Don Jaime iba recostado en el asiento del simón, contemplando el panorama con aire abstraído; pero al llegar cerca del palacio de Villaflores dio un respingo y se asomó a la ventanilla, alarmado. Reinaba una insólita animación frente a la residencia del marqués de los Alumbres. Más de un centenar de personas se arremolinaba en la calle, contenido ante la entrada por varios guardias. En su mayor parte se trataba de vecinos de los alrededores, de toda condición social, a los que se sumaban numerosos desocupados que curioseaban. Algunos fisgones más atrevidos habían trepado a la verja, y desde allí atisbaban el jardín. Aprovechando el bullicio, un par de vendedores ambulantes iban y venían entre los carruajes estacionados, voceando sus mercancías.

Con un presentimiento que nada bueno auguraba, pagó don Jaime al cochero y se dirigió apresuradamente hacia la puerta, hendiendo la multitud. Los curiosos se empujaban unos a otros para ver mejor, con morbosa expectación.
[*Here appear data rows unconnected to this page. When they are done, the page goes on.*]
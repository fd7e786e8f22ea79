//! Breadcrumb header bar

use academy_app::page::NOT_FOUND_TITLE;
use academy_app::Route;
use academy_core::Module;
use ratatui::{
    buffer::Buffer,
    layout::{Alignment, Constraint, Layout, Rect},
    text::{Line, Span},
    widgets::{Paragraph, Widget},
};

use crate::text::display_width;
use crate::theme::{icons::IconSet, styles};

const APP_TITLE: &str = "Crypto Academy";

/// Header showing where the user is: app name, module number and title,
/// with the route path on the right
pub struct AppHeader<'a> {
    route: &'a Route,
    module: Option<&'a Module>,
    icons: IconSet,
}

impl<'a> AppHeader<'a> {
    pub fn new(route: &'a Route, module: Option<&'a Module>, icons: IconSet) -> Self {
        Self {
            route,
            module,
            icons,
        }
    }

    fn breadcrumb(&self) -> Line<'static> {
        let separator = Span::styled(" › ", styles::text_muted());
        let mut spans = vec![
            Span::styled(format!("{} ", self.icons.book()), styles::accent()),
            Span::styled(APP_TITLE, styles::accent_bold()),
            separator.clone(),
        ];

        match (self.route, self.module) {
            (Route::Home, _) => spans.push(Span::styled("全部模块", styles::text_primary())),
            (Route::Module(_), Some(module)) => {
                spans.push(Span::styled(
                    format!("模块 {}", module.module_number),
                    styles::text_secondary(),
                ));
                spans.push(separator);
                spans.push(Span::styled(module.title.clone(), styles::title()));
            }
            (Route::Module(_), None) => {
                spans.push(Span::styled(NOT_FOUND_TITLE, styles::text_secondary()))
            }
        }

        Line::from(spans)
    }
}

impl Widget for AppHeader<'_> {
    fn render(self, area: Rect, buf: &mut Buffer) {
        let block = styles::glass_block(false);
        let inner = block.inner(area);
        block.render(area, buf);

        if inner.height == 0 || inner.width == 0 {
            return;
        }

        let path = self.route.path();
        let path_width = (display_width(&path) as u16).saturating_add(1);
        let [left, right] =
            Layout::horizontal([Constraint::Min(0), Constraint::Length(path_width)]).areas(inner);

        Paragraph::new(self.breadcrumb()).render(left, buf);
        Paragraph::new(Span::styled(path, styles::text_muted()))
            .alignment(Alignment::Right)
            .render(right, buf);
    }
}

#[cfg(test)]
mod tests {
    use super::*;
    use crate::test_utils::TestTerminal;
    use academy_app::config::IconMode;
    use academy_core::Catalog;

    fn icons() -> IconSet {
        IconSet::new(IconMode::Unicode)
    }

    #[test]
    fn test_home_breadcrumb() {
        let mut term = TestTerminal::new();
        let route = Route::Home;
        term.render_widget(AppHeader::new(&route, None, icons()), Rect::new(0, 0, 80, 3));

        assert!(term.line_contains(1, APP_TITLE));
        assert!(term.line_contains(1, "全部模块"));
        assert!(term.line_contains(1, "/"));
    }

    #[test]
    fn test_module_breadcrumb_shows_number_and_title() {
        let catalog = Catalog::embedded().unwrap();
        let module = catalog.find("module-3").unwrap();
        let route = Route::module("module-3");

        let mut term = TestTerminal::new();
        term.render_widget(
            AppHeader::new(&route, Some(module), icons()),
            Rect::new(0, 0, 80, 3),
        );

        assert!(term.line_contains(1, "模块 3"));
        assert!(term.buffer_contains(&module.title));
        assert!(term.line_contains(1, "/module/module-3"));
    }

    #[test]
    fn test_unknown_module_breadcrumb() {
        let route = Route::module("module-404");
        let mut term = TestTerminal::new();
        term.render_widget(AppHeader::new(&route, None, icons()), Rect::new(0, 0, 80, 3));

        assert!(term.buffer_contains(NOT_FOUND_TITLE));
    }
}
//! Previous / home / next navigation bar for module pages

use academy_app::page::BACK_HOME_LABEL;
use academy_app::NavTarget;
use ratatui::{
    buffer::Buffer,
    layout::{Alignment, Constraint, Layout, Rect},
    text::{Line, Span},
    widgets::{Paragraph, Widget},
};

use crate::theme::{icons::IconSet, styles};

pub const PREVIOUS_LABEL: &str = "上一模块";
pub const NEXT_LABEL: &str = "下一模块";

/// Three equal slots. A missing neighbour leaves its slot empty so the
/// home link stays centered on the first and last module.
pub struct NavBar<'a> {
    previous: Option<&'a NavTarget>,
    next: Option<&'a NavTarget>,
    icons: IconSet,
}

impl<'a> NavBar<'a> {
    pub fn new(previous: Option<&'a NavTarget>, next: Option<&'a NavTarget>, icons: IconSet) -> Self {
        Self {
            previous,
            next,
            icons,
        }
    }

    fn previous_line(&self, target: &NavTarget) -> Line<'static> {
        Line::from(vec![
            Span::styled(format!("{} ", self.icons.previous()), styles::keybinding()),
            Span::styled(format!("{PREVIOUS_LABEL} "), styles::text_muted()),
            Span::styled(target.title.clone(), styles::text_primary()),
        ])
    }

    fn next_line(&self, target: &NavTarget) -> Line<'static> {
        Line::from(vec![
            Span::styled(target.title.clone(), styles::text_primary()),
            Span::styled(format!(" {NEXT_LABEL}"), styles::text_muted()),
            Span::styled(format!(" {}", self.icons.next()), styles::keybinding()),
        ])
    }

    fn home_line(&self) -> Line<'static> {
        Line::from(vec![
            Span::styled(format!("{} ", self.icons.home()), styles::keybinding()),
            Span::styled(BACK_HOME_LABEL, styles::accent()),
        ])
    }
}

impl Widget for NavBar<'_> {
    fn render(self, area: Rect, buf: &mut Buffer) {
        let block = styles::glass_block(false);
        let inner = block.inner(area);
        block.render(area, buf);

        if inner.height == 0 || inner.width == 0 {
            return;
        }

        let [left, center, right] = Layout::horizontal([
            Constraint::Ratio(1, 3),
            Constraint::Ratio(1, 3),
            Constraint::Ratio(1, 3),
        ])
        .areas(inner);

        if let Some(target) = self.previous {
            Paragraph::new(self.previous_line(target)).render(left, buf);
        }
        Paragraph::new(self.home_line())
            .alignment(Alignment::Center)
            .render(center, buf);
        if let Some(target) = self.next {
            Paragraph::new(self.next_line(target))
                .alignment(Alignment::Right)
                .render(right, buf);
        }
    }
}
—Es algo terrible. Terrible —murmuraban unas comadres haciéndose cruces.

Un individuo canoso, de bastón y levita, se aupó sobre las puntas de los zapatos intentando divisar el panorama. Colgada de su brazo, la esposa lo miraba interrogante, a la espera del informe.

—¿Puedes ver algo, Paco?

Se abanicaba una de las comadres, con gesto de enterada:

—Fue durante la noche; me lo ha dicho uno de los guardias, que es primo de mi cuñada. Acaba de llegar el señor juez.